Lauriano's torta ahogada ($7.50) is firstly enormous, and secondly surprising — it doesn't taste like anything you'd expect from a Mexican restaurant (or street), mainly because of the white bread and Italian-esque tomato sauce. For a soggy dish, the pork falls a little on the dry side, and only the hot sauce coaxes out a lot of character. I'd call it a should-try dish if you're a curious consumer and appreciate newness in — of all places — a Mexican eatery.

Also rare or nonexistent on other local menus: authentic tacos al pastor ($2.25 each), tacos dorados (three for $3.50) and flautas (three for $5.50).

I fell for tacos al pastor last year in Mexico, and Lauriano's rate high, especially considering that (for cost reasons) he's not shaving directly from a gyro-like meat log positioned under a sweating pineapple on a small rotisserie. Rather, he marinates his seasoned pork with onions in pineapple juice overnight, allowing the fruit's enzymes to tenderize the meat that way. He then serves the delicious strands in a double-wrap of soft corn tacos with onions, a few pintos and avocado slivers. This is the go-for plate; three (tacos) is the magic number.

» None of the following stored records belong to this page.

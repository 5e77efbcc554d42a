//! Parser module: reads source files into the document model.

pub mod comment;

pub use comment::ParseContext;

use crate::error::{Error, Result, Warning};
use crate::model::DocumentModel;
use std::fs;
use std::path::Path;

/// Read `path` and parse its comment blocks into `model`.
pub fn parse_file(
    ctx: &ParseContext<'_>,
    path: &Path,
    model: &mut DocumentModel,
) -> Result<Vec<Warning>> {
    let content = fs::read_to_string(path).map_err(|e| Error::io(path, e))?;
    let before = model.len();
    let warnings = comment::parse(ctx, path, &content, model)?;
    tracing::debug!(
        "{}: {} tests, {} warnings",
        path.display(),
        model.len() - before,
        warnings.len()
    );
    Ok(warnings)
}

The tacos dorados selection offers a choice between refried bean or potato stuffing, or a mix of the two, inside a deep-fried corn wrapping. A light tomato sauce and cabbage topping adds a fresh, crisp complement, and the dish makes for a lighter choice than the tasty chimichanga ($6.50), which, also fried, brings a load of ubiquitous yellow cheese and your choice of meat.

The flautas consist of long, fried corn tortilla flutes also stuffed with shredded chicken and topped in cotilla cheese (a mild white Mexican cheese), sour cream, tomatillo sauce and shaved lettuce. They're hard not to like. As are the great, ideally textured flan rendition and an interesting flan-like dessert called jericallas (both $3.25). The latter lacks only the caramel accompaniment and is baked individually inside glass ramekins submerged in water. Think something like a loose crème brulée, minus the caramelized top.

Also in the sweets department: a pleasant pineapple water and a lovely homemade horchata (each $2.50), the Mexican favorite comprised of blended rice, a touch of condensed milk, vanilla and cinnamon.

Aside from the food being spot-on, Lauriano's got everything you'd desire in largely non-Americanized Mexican dining: reverent soccer posters, a loud TV set to the Spanish channels, friendly service, clean tables and freshly fried complementary chips and warm salsa.